REQUIREMENT:
In the data below, find every line that has the string "contents", and copy it.

========

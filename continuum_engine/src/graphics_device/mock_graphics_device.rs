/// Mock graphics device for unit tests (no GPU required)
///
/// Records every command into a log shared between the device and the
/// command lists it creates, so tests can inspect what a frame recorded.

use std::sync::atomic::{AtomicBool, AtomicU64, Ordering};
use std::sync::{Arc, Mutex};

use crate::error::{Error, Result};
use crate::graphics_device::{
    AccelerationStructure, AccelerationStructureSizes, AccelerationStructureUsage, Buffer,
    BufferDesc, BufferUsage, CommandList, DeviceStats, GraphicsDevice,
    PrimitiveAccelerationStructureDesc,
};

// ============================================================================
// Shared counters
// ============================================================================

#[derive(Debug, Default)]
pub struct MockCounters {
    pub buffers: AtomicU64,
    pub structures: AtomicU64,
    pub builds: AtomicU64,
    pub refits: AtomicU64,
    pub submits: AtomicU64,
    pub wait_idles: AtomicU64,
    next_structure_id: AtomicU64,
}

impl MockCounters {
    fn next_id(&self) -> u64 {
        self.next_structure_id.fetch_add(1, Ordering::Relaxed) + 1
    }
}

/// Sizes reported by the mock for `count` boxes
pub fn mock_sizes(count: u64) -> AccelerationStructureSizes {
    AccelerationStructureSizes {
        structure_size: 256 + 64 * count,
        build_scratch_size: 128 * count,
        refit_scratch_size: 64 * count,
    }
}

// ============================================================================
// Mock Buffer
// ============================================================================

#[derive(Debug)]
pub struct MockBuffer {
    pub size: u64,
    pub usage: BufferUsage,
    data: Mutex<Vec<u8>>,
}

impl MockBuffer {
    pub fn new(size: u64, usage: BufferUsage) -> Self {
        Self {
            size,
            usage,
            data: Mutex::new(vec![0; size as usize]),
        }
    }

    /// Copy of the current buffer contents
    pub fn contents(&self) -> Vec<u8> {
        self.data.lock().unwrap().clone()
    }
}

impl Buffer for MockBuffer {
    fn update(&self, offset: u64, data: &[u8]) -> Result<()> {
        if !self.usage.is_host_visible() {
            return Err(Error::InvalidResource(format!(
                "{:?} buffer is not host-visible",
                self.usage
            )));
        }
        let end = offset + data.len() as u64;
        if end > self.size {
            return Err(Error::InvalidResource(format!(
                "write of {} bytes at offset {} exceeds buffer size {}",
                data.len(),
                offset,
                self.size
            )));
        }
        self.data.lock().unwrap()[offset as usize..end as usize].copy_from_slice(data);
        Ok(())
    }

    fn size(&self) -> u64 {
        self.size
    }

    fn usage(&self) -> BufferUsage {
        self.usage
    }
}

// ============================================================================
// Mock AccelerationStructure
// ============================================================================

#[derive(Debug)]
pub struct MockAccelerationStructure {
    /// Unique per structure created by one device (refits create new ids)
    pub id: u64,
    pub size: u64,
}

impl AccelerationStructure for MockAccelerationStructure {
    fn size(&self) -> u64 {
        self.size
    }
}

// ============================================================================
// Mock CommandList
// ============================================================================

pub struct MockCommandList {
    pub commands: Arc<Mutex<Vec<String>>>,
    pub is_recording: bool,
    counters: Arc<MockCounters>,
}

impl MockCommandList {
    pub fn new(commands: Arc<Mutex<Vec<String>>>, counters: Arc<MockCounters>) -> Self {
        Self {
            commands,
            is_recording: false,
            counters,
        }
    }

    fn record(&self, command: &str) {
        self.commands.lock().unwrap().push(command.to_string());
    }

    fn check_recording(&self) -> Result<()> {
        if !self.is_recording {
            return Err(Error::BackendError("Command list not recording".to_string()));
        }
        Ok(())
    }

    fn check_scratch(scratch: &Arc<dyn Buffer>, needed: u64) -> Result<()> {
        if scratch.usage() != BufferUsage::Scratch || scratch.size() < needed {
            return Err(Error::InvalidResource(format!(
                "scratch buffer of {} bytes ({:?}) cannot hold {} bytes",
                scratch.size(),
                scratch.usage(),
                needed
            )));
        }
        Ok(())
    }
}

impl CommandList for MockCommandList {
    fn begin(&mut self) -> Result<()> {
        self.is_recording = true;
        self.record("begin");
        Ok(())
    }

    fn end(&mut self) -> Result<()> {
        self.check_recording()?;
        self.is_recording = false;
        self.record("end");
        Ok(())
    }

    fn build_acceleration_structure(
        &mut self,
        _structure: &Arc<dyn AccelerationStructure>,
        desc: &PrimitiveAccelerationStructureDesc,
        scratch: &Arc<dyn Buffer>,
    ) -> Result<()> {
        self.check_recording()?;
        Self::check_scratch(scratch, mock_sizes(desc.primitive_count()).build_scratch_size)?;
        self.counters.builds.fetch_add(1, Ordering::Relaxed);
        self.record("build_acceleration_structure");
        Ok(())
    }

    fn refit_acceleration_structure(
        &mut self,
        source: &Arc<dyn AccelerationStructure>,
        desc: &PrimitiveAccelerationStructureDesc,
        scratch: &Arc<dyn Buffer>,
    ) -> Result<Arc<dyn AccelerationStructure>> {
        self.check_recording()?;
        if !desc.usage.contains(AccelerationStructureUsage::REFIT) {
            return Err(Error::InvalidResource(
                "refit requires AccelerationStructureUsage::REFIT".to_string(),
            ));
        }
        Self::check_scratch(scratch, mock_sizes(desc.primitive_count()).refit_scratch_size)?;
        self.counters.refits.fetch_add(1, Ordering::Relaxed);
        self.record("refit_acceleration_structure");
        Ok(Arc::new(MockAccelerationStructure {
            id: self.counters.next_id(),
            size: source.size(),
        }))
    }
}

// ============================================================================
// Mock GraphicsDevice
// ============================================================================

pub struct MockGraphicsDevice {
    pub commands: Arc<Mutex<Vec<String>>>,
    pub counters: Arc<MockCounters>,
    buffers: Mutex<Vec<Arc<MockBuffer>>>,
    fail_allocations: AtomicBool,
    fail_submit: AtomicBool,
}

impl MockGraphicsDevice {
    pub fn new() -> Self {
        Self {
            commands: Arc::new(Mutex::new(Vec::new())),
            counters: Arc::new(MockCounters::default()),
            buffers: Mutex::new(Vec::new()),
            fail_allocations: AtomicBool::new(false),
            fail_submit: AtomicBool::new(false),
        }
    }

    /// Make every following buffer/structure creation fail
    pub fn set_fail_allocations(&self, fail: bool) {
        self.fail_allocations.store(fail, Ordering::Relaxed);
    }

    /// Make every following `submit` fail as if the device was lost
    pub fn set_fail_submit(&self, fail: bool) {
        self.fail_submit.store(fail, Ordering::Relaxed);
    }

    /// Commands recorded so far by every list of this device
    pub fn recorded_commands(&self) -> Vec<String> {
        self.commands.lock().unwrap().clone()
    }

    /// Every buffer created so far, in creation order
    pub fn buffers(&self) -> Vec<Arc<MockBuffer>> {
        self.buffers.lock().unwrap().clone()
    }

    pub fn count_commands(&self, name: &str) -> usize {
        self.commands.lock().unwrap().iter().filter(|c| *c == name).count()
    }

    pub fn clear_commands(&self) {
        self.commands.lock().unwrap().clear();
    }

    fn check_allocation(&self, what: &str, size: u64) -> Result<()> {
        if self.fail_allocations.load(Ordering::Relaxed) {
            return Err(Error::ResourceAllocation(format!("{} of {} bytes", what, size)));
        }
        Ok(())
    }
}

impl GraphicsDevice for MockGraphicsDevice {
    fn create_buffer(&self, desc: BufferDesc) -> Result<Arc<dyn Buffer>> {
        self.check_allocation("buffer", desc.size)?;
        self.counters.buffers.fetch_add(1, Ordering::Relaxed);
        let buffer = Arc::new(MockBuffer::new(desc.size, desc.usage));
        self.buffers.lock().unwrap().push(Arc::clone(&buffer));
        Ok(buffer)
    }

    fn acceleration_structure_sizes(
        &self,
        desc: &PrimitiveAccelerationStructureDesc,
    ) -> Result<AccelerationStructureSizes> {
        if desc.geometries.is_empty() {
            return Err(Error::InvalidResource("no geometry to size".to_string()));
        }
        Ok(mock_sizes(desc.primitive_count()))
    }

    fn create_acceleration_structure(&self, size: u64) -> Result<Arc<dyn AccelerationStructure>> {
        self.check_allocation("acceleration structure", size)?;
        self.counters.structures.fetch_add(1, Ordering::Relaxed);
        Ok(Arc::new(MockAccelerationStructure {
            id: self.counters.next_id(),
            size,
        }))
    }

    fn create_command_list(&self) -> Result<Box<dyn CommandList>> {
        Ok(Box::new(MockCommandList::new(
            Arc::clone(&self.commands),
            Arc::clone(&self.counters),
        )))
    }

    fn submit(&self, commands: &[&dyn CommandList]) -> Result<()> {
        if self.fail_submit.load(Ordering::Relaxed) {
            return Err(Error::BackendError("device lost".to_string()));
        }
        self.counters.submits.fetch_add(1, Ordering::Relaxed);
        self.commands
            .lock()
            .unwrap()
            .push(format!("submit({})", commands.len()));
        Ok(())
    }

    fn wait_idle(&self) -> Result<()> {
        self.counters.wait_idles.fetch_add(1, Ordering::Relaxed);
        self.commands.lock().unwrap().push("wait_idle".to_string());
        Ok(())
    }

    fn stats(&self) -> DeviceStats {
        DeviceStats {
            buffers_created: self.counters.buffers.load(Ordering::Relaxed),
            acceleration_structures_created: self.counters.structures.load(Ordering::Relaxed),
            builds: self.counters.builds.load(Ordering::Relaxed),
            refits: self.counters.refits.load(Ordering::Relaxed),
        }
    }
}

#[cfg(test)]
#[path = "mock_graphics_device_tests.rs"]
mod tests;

========

SOLUTION FOR THIS PROBLEM:
    /// Copy of the current buffer contents
    pub fn contents(&self) -> Vec<u8> {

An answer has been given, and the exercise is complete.